Review of molecular biological studies on acute lymphoblastic leukemia treated by modified shengmaiyin.

Abstract

The objective was to explore the pharmacological mechanism of modified shengmaiyin (MSMY) in the treatment of acute lymphoblastic leukemia (ALL) by network pharmacology analysis. The effective components and predicted targets of MSMY were collected from TCMSP and Swiss target prediction databases, and the related targets of ALL were screened by GeneCards and DisGeNET. The core targets and related signaling pathways of MSMY active ingredients for the treatment of ALL were predicted by protein-protein interaction network (PPI), gene ontology (GO) and Kyoto Encyclopedia of Genes and Genomes (KEGG) functional enrichment analysis.

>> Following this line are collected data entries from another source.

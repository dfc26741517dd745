//! Zero-phase Butterworth low-pass filter
//!
//! The filter is a cascade of second-order sections run forward and then
//! backward over the signal, so the output has no phase shift. Each pass is
//! started from its steady-state response to the first sample and the signal is
//! padded with an odd reflection, which keeps transients at the ends small.

use crate::error::SeriesError;
use std::f64::consts::PI;

/// Order of the analog prototype
pub const BUTTERWORTH_ORDER: usize = 4;

/// One second-order section, coefficients normalized so that a0 == 1
#[derive(Debug, Clone, Copy, PartialEq)]
struct Biquad {
    b0: f64,
    b1: f64,
    b2: f64,
    a1: f64,
    a2: f64,
}

impl Biquad {
    /// Low-pass section with quality factor `q`, prewarped at the cutoff
    fn lowpass(cutoff_hz: f64, sample_rate_hz: f64, q: f64) -> Self {
        let w0 = 2.0 * PI * cutoff_hz / sample_rate_hz;
        let cw = w0.cos();
        let alpha = w0.sin() / (2.0 * q);
        let a0 = 1.0 + alpha;
        Self {
            b0: (1.0 - cw) / 2.0 / a0,
            b1: (1.0 - cw) / a0,
            b2: (1.0 - cw) / 2.0 / a0,
            a1: -2.0 * cw / a0,
            a2: (1.0 - alpha) / a0,
        }
    }

    fn dc_gain(&self) -> f64 {
        (self.b0 + self.b1 + self.b2) / (1.0 + self.a1 + self.a2)
    }

    /// Filter state that makes a constant input `x0` pass without transient
    fn steady_state(&self, x0: f64) -> (f64, f64) {
        let y0 = self.dc_gain() * x0;
        (y0 - self.b0 * x0, self.b2 * x0 - self.a2 * y0)
    }

    /// Transposed direct form II, in place
    fn run(&self, signal: &mut [f64]) {
        let Some(&first) = signal.first() else {
            return;
        };
        let (mut z1, mut z2) = self.steady_state(first);
        for x in signal.iter_mut() {
            let input = *x;
            let y = self.b0 * input + z1;
            z1 = self.b1 * input - self.a1 * y + z2;
            z2 = self.b2 * input - self.a2 * y;
            *x = y;
        }
    }
}

/// Butterworth low-pass applied forward and backward
#[derive(Debug, Clone, PartialEq)]
pub struct LowPass {
    sections: Vec<Biquad>,
    cutoff_hz: f64,
}

impl LowPass {
    /// Design the filter.
    ///
    /// Returns `Ok(None)` when the cutoff is at or above the Nyquist frequency:
    /// there is nothing to remove and the signal should pass unchanged.
    pub fn butterworth(cutoff_hz: f64, sample_rate_hz: f64) -> Result<Option<Self>, SeriesError> {
        if !(sample_rate_hz.is_finite() && sample_rate_hz > 0.0) {
            return Err(SeriesError::InvalidFilter(format!(
                "sample rate must be positive, got {sample_rate_hz}"
            )));
        }
        if !(cutoff_hz.is_finite() && cutoff_hz > 0.0) {
            return Err(SeriesError::InvalidFilter(format!(
                "cutoff must be positive, got {cutoff_hz}"
            )));
        }
        if cutoff_hz >= sample_rate_hz / 2.0 {
            return Ok(None);
        }

        let sections = (1..=BUTTERWORTH_ORDER / 2)
            .map(|k| {
                let angle = PI * (2 * k - 1) as f64 / (2 * BUTTERWORTH_ORDER) as f64;
                let q = 1.0 / (2.0 * angle.sin());
                Biquad::lowpass(cutoff_hz, sample_rate_hz, q)
            })
            .collect();

        Ok(Some(Self {
            sections,
            cutoff_hz,
        }))
    }

    /// Cutoff frequency in Hz
    pub fn cutoff_hz(&self) -> f64 {
        self.cutoff_hz
    }

    /// Samples of odd reflection added at each end
    fn pad_len(&self, n: usize) -> usize {
        (3 * (2 * self.sections.len() + 1)).min(n.saturating_sub(1))
    }

    /// Filter a signal in place with zero phase
    pub fn apply(&self, signal: &mut [f64]) {
        let n = signal.len();
        if n < 2 {
            return;
        }
        let pad = self.pad_len(n);
        let first = signal[0];
        let last = signal[n - 1];

        let mut ext = Vec::with_capacity(n + 2 * pad);
        ext.extend((1..=pad).rev().map(|i| 2.0 * first - signal[i]));
        ext.extend_from_slice(signal);
        ext.extend((1..=pad).map(|i| 2.0 * last - signal[n - 1 - i]));

        for section in &self.sections {
            section.run(&mut ext);
        }
        ext.reverse();
        for section in &self.sections {
            section.run(&mut ext);
        }
        ext.reverse();

        signal.copy_from_slice(&ext[pad..pad + n]);
    }
}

We identified 172 potential targets for the active components of MSMY, 538 disease targets associated with ALL, and 59 common gene targets. PPI network showed that 27 targets such as triptolide, RAC-alpha serine/threonine-protein kinase (AKT1), vascular endothelial growth factor A and Caspase-3 (CASP3) were the core targets. KEGG enrichment analysis related signaling pathways included cancer pathway, phosphatidylinositol 3 kinase, PI-3K/protein kinase B (PI3K-Akt) signaling pathway, apoptosis and mitogen-activated protein kinase (MAPK) signaling pathway and IL-17 signaling pathway. The effective active components and potential therapeutic targets of MSMY in the treatment of ALL were initially identified by comprehensive network pharmacology, which provides a theoretical basis for further study of the material basis and molecular mechanism of MSMY in the treatment of ALL.